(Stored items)

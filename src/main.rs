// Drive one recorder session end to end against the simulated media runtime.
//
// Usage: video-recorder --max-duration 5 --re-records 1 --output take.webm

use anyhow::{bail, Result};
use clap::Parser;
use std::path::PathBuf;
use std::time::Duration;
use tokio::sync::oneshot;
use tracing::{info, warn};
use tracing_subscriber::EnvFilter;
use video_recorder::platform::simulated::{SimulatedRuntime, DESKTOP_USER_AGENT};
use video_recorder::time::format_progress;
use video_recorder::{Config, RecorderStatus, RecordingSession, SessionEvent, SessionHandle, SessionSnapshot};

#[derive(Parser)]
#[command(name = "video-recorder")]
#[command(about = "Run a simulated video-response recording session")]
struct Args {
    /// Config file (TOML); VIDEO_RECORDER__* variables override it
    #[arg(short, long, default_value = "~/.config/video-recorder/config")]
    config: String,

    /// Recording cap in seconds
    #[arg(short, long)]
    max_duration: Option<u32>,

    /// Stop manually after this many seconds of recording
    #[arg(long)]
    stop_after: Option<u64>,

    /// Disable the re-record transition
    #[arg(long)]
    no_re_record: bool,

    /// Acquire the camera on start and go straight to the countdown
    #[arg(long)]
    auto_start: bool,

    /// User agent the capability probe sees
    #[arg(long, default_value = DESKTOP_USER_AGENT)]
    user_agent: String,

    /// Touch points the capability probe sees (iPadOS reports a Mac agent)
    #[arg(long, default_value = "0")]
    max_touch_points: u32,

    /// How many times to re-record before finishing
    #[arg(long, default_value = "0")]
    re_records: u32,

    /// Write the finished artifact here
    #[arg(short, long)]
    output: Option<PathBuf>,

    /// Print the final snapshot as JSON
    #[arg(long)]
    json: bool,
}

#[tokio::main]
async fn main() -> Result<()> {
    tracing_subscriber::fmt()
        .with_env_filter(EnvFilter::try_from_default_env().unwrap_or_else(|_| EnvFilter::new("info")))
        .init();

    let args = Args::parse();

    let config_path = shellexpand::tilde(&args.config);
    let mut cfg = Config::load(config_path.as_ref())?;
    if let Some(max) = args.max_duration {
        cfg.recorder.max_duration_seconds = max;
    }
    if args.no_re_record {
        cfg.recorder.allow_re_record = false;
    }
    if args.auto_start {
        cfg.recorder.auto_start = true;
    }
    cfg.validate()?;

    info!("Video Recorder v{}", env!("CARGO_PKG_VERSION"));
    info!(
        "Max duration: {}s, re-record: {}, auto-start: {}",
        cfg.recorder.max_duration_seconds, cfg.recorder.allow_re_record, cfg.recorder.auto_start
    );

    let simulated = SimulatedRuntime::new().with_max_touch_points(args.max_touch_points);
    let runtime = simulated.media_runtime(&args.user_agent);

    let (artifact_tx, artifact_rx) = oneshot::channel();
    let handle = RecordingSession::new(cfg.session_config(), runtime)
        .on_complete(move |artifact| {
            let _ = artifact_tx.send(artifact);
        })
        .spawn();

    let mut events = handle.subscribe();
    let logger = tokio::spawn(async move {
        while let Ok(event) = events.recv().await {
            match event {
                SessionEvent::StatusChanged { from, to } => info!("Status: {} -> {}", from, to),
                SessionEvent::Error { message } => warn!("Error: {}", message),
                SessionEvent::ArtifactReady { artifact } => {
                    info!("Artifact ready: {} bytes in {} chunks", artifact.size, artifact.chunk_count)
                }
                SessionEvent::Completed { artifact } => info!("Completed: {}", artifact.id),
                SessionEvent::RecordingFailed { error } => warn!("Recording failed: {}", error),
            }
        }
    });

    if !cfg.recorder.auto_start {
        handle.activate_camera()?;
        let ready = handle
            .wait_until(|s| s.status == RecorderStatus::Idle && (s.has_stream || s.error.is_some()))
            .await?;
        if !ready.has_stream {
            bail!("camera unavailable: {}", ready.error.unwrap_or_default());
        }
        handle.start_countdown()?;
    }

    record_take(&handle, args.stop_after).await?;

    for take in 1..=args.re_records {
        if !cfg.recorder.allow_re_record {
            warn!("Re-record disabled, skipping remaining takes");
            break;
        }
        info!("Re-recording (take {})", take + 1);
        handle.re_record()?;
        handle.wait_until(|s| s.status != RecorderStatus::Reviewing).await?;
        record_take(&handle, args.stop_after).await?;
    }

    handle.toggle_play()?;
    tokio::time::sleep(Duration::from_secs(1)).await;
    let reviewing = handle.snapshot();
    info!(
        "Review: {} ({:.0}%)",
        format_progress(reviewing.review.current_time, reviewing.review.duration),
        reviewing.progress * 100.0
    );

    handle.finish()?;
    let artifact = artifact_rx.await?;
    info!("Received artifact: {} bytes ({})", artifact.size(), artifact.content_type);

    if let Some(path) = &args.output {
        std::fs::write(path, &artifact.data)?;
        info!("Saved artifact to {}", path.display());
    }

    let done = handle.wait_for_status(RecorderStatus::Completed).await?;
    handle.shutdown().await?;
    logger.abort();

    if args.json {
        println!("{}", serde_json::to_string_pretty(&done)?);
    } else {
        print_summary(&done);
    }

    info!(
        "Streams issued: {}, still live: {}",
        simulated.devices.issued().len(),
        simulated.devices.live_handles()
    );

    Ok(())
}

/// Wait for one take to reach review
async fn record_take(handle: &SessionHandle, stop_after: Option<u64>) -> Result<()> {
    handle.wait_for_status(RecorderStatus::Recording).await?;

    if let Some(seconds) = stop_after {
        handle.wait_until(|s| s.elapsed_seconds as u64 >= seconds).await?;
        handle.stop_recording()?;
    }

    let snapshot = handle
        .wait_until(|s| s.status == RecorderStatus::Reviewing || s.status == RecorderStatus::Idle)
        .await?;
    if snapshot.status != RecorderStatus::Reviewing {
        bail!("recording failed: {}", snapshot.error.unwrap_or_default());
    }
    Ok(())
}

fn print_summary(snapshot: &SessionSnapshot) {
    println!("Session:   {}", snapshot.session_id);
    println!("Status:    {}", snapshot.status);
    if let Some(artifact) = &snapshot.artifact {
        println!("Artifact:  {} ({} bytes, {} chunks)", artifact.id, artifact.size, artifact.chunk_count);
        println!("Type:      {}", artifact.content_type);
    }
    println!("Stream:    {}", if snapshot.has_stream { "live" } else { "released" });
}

* * *

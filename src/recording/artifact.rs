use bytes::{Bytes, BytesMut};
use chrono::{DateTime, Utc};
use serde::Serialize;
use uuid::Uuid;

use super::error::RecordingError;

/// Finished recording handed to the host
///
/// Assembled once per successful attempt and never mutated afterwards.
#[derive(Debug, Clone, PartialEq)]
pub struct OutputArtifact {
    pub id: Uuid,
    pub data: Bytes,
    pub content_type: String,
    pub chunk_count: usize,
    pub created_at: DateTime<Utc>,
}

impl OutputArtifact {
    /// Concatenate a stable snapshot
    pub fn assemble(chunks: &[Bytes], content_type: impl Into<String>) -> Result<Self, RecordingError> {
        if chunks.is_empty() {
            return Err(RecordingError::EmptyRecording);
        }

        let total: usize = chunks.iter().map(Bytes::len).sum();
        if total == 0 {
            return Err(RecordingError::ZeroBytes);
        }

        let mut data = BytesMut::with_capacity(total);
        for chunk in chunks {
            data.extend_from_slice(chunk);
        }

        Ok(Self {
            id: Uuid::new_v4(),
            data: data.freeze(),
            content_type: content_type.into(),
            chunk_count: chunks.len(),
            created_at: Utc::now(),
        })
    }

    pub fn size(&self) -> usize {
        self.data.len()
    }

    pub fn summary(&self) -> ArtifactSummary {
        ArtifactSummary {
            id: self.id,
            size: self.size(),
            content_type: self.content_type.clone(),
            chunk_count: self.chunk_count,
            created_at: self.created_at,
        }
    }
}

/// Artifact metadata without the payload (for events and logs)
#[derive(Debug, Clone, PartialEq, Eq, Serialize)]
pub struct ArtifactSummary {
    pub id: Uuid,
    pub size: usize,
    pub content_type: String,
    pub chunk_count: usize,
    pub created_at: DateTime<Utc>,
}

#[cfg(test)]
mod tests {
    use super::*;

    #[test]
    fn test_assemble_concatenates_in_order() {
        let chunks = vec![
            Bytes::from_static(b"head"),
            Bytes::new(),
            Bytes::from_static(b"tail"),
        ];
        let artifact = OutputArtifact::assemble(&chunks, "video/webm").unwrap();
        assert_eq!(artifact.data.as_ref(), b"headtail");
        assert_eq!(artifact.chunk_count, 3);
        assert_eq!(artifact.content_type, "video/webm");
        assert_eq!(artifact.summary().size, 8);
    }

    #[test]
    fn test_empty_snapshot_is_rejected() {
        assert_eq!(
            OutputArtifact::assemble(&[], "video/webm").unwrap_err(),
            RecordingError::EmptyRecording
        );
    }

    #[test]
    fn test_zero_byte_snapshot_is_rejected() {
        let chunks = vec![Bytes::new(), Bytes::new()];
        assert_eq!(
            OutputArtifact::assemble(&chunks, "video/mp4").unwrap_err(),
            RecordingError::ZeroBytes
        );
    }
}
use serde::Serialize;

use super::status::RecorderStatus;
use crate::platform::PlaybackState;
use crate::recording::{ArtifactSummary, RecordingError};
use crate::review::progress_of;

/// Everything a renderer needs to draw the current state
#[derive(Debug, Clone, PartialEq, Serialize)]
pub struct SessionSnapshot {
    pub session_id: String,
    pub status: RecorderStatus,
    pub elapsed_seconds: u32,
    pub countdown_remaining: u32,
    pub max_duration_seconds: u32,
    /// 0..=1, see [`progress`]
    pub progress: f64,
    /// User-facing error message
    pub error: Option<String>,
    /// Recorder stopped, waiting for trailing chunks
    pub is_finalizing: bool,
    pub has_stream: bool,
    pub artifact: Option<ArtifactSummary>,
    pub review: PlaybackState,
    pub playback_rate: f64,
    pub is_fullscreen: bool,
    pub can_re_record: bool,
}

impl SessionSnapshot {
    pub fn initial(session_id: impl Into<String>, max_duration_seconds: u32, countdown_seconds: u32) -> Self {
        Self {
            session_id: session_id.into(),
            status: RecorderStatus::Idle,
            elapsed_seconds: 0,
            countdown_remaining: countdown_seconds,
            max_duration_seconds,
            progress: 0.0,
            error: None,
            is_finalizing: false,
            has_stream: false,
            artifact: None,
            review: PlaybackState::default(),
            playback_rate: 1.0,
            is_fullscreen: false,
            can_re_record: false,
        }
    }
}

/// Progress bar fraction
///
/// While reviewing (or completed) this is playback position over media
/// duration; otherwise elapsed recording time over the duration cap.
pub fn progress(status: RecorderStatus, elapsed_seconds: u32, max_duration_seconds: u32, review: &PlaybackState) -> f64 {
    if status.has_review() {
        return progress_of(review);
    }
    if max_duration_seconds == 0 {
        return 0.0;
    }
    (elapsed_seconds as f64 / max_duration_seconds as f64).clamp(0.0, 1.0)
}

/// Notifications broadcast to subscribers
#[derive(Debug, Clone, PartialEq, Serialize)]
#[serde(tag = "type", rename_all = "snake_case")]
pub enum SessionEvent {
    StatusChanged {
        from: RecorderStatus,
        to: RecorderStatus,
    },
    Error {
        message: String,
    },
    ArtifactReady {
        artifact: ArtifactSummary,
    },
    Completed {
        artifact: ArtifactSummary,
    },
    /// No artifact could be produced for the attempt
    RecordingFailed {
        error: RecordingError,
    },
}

Assignment
Among the lines of the preceding data, which ones hold the word "Option"? List them.

The answer
    max_duration: Option<u32>,
    stop_after: Option<u64>,
    output: Option<PathBuf>,
async fn record_take(handle: &SessionHandle, stop_after: Option<u64>) -> Result<()> {
    pub error: Option<String>,
    pub artifact: Option<ArtifactSummary>,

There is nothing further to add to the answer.